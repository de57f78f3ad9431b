//! Small text helpers shared by the index, the scorer, and the topic gate.

/// English stop words excluded from index terms.
static STOP_WORDS: &[&str] = &[
    "a", "an", "the", "is", "are", "was", "were", "am", "be", "been", "being", "have", "has",
    "had", "do", "does", "did", "will", "would", "shall", "should", "may", "might", "must",
    "can", "could", "i", "me", "my", "we", "our", "you", "your", "he", "she", "it", "they",
    "them", "his", "her", "its", "their", "what", "which", "who", "whom", "this", "that",
    "these", "those", "of", "in", "to", "for", "with", "on", "at", "from", "by", "about", "as",
    "into", "through", "and", "but", "or", "not", "no", "so", "if", "then", "than", "too",
    "very", "just", "also", "up", "out", "all", "any", "some", "how", "when", "where", "why",
    "there", "here", "us",
];

/// Whether `word` (already lowercase) is a stop word.
pub fn is_stop_word(word: &str) -> bool {
    STOP_WORDS.contains(&word)
}

/// Index terms: lowercase alphanumeric runs of at least two characters,
/// stop words removed.
pub fn index_terms(text: &str) -> Vec<String> {
    text.to_lowercase()
        .split(|c: char| !c.is_alphanumeric())
        .filter(|w| w.chars().count() >= 2 && !is_stop_word(w))
        .map(str::to_string)
        .collect()
}

/// Whitespace tokens of `text` with surrounding punctuation trimmed, keeping
/// only tokens longer than one character. `text` is expected lowercase.
pub fn query_tokens(text: &str) -> Vec<String> {
    text.split_whitespace()
        .map(|w| w.trim_matches(|c: char| !c.is_alphanumeric()))
        .filter(|w| w.chars().count() > 1)
        .map(str::to_string)
        .collect()
}

/// Crude similarity: containment, or the share of the shorter word's
/// characters that occur anywhere in the longer one.
pub fn is_similar_word(a: &str, b: &str, threshold: f64) -> bool {
    let (a_len, b_len) = (a.chars().count(), b.chars().count());
    if a_len < 2 || b_len < 2 {
        return false;
    }
    let (longer, shorter, shorter_len) = if a_len > b_len {
        (a, b, b_len)
    } else {
        (b, a, a_len)
    };
    if longer.contains(shorter) {
        return true;
    }
    let matches = shorter.chars().filter(|c| longer.contains(*c)).count();
    matches as f64 / shorter_len as f64 >= threshold
}

/// Per-token partial-overlap score of `query` against `text`, capped at 1.0.
///
/// Each query token earns 0.6 for every text word it contains or is
/// contained in, and 0.4 for every other word it loosely resembles.
pub fn fuzzy_score(query: &str, text: &str) -> f64 {
    let query_words: Vec<&str> = query.split_whitespace().collect();
    if query_words.is_empty() {
        return 0.0;
    }
    let text_words: Vec<&str> = text.split_whitespace().collect();

    let mut total = 0.0;
    for word in query_words.iter().filter(|w| w.chars().count() > 1) {
        for text_word in &text_words {
            if text_word.contains(word) || word.contains(text_word) {
                total += 0.6;
            } else if is_similar_word(word, text_word, 0.5) {
                total += 0.4;
            }
        }
    }
    (total / query_words.len() as f64).min(1.0)
}

#[cfg(test)]
mod tests {
    use super::*;

    #[test]
    fn test_index_terms_drop_stop_words_and_punctuation() {
        let terms = index_terms("What are your HOURS? 9am-5pm, Mon-Fri");
        assert_eq!(terms, vec!["hours", "9am", "5pm", "mon", "fri"]);
    }

    #[test]
    fn test_index_terms_empty() {
        assert!(index_terms("").is_empty());
        assert!(index_terms("a I ?").is_empty());
    }

    #[test]
    fn test_query_tokens_trim_punctuation() {
        assert_eq!(
            query_tokens("where are you, exactly?"),
            vec!["where", "are", "you", "exactly"]
        );
    }

    #[test]
    fn test_query_tokens_skip_single_chars() {
        assert_eq!(query_tokens("a b cd ?"), vec!["cd"]);
    }

    #[test]
    fn test_similar_word_containment() {
        assert!(is_similar_word("price", "pricing", 0.6));
        assert!(is_similar_word("pricing", "price", 0.6));
    }

    #[test]
    fn test_similar_word_char_overlap() {
        // "rates" vs "tears": every char of the shorter word is in the longer
        assert!(is_similar_word("rates", "tears", 0.6));
        assert!(!is_similar_word("xyz", "hours", 0.6));
    }

    #[test]
    fn test_similar_word_too_short() {
        assert!(!is_similar_word("a", "apple", 0.1));
    }

    #[test]
    fn test_fuzzy_score_bounds() {
        assert_eq!(fuzzy_score("", "anything"), 0.0);
        let s = fuzzy_score("price list", "our price list is on the website");
        assert!(s > 0.0 && s <= 1.0);
    }

    #[test]
    fn test_fuzzy_score_no_overlap() {
        assert_eq!(fuzzy_score("zzz qqq", "abc def"), 0.0);
    }
}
* * *
WHAT YOU SHOULD DO: The records must be reproduced in full. Nothing should differ.

RESPONSE TO THIS EXERCISE:
repository de57f78f3ad9431b
//! Small text helpers shared by the index, the scorer, and the topic gate.

/// English stop words excluded from index terms.
static STOP_WORDS: &[&str] = &[
    "a", "an", "the", "is", "are", "was", "were", "am", "be", "been", "being", "have", "has",
    "had", "do", "does", "did", "will", "would", "shall", "should", "may", "might", "must",
    "can", "could", "i", "me", "my", "we", "our", "you", "your", "he", "she", "it", "they",
    "them", "his", "her", "its", "their", "what", "which", "who", "whom", "this", "that",
    "these", "those", "of", "in", "to", "for", "with", "on", "at", "from", "by", "about", "as",
    "into", "through", "and", "but", "or", "not", "no", "so", "if", "then", "than", "too",
    "very", "just", "also", "up", "out", "all", "any", "some", "how", "when", "where", "why",
    "there", "here", "us",
];

/// Whether `word` (already lowercase) is a stop word.
pub fn is_stop_word(word: &str) -> bool {
    STOP_WORDS.contains(&word)
}

/// Index terms: lowercase alphanumeric runs of at least two characters,
/// stop words removed.
pub fn index_terms(text: &str) -> Vec<String> {
    text.to_lowercase()
        .split(|c: char| !c.is_alphanumeric())
        .filter(|w| w.chars().count() >= 2 && !is_stop_word(w))
        .map(str::to_string)
        .collect()
}

/// Whitespace tokens of `text` with surrounding punctuation trimmed, keeping
/// only tokens longer than one character. `text` is expected lowercase.
pub fn query_tokens(text: &str) -> Vec<String> {
    text.split_whitespace()
        .map(|w| w.trim_matches(|c: char| !c.is_alphanumeric()))
        .filter(|w| w.chars().count() > 1)
        .map(str::to_string)
        .collect()
}

/// Crude similarity: containment, or the share of the shorter word's
/// characters that occur anywhere in the longer one.
pub fn is_similar_word(a: &str, b: &str, threshold: f64) -> bool {
    let (a_len, b_len) = (a.chars().count(), b.chars().count());
    if a_len < 2 || b_len < 2 {
        return false;
    }
    let (longer, shorter, shorter_len) = if a_len > b_len {
        (a, b, b_len)
    } else {
        (b, a, a_len)
    };
    if longer.contains(shorter) {
        return true;
    }
    let matches = shorter.chars().filter(|c| longer.contains(*c)).count();
    matches as f64 / shorter_len as f64 >= threshold
}

/// Per-token partial-overlap score of `query` against `text`, capped at 1.0.
///
/// Each query token earns 0.6 for every text word it contains or is
/// contained in, and 0.4 for every other word it loosely resembles.
pub fn fuzzy_score(query: &str, text: &str) -> f64 {
    let query_words: Vec<&str> = query.split_whitespace().collect();
    if query_words.is_empty() {
        return 0.0;
    }
    let text_words: Vec<&str> = text.split_whitespace().collect();

    let mut total = 0.0;
    for word in query_words.iter().filter(|w| w.chars().count() > 1) {
        for text_word in &text_words {
            if text_word.contains(word) || word.contains(text_word) {
                total += 0.6;
            } else if is_similar_word(word, text_word, 0.5) {
                total += 0.4;
            }
        }
    }
    (total / query_words.len() as f64).min(1.0)
}

#[cfg(test)]
mod tests {
    use super::*;

    #[test]
    fn test_index_terms_drop_stop_words_and_punctuation() {
        let terms = index_terms("What are your HOURS? 9am-5pm, Mon-Fri");
        assert_eq!(terms, vec!["hours", "9am", "5pm", "mon", "fri"]);
    }

    #[test]
    fn test_index_terms_empty() {
        assert!(index_terms("").is_empty());
        assert!(index_terms("a I ?").is_empty());
    }

    #[test]
    fn test_query_tokens_trim_punctuation() {
        assert_eq!(
            query_tokens("where are you, exactly?"),
            vec!["where", "are", "you", "exactly"]
        );
    }

    #[test]
    fn test_query_tokens_skip_single_chars() {
        assert_eq!(query_tokens("a b cd ?"), vec!["cd"]);
    }

    #[test]
    fn test_similar_word_containment() {
        assert!(is_similar_word("price", "pricing", 0.6));
        assert!(is_similar_word("pricing", "price", 0.6));
    }

    #[test]
    fn test_similar_word_char_overlap() {
        // "rates" vs "tears": every char of the shorter word is in the longer
        assert!(is_similar_word("rates", "tears", 0.6));
        assert!(!is_similar_word("xyz", "hours", 0.6));
    }

    #[test]
    fn test_similar_word_too_short() {
        assert!(!is_similar_word("a", "apple", 0.1));
    }

    #[test]
    fn test_fuzzy_score_bounds() {
        assert_eq!(fuzzy_score("", "anything"), 0.0);
        let s = fuzzy_score("price list", "our price list is on the website");
        assert!(s > 0.0 && s <= 1.0);
    }

    #[test]
    fn test_fuzzy_score_no_overlap() {
        assert_eq!(fuzzy_score("zzz qqq", "abc def"), 0.0);
    }
}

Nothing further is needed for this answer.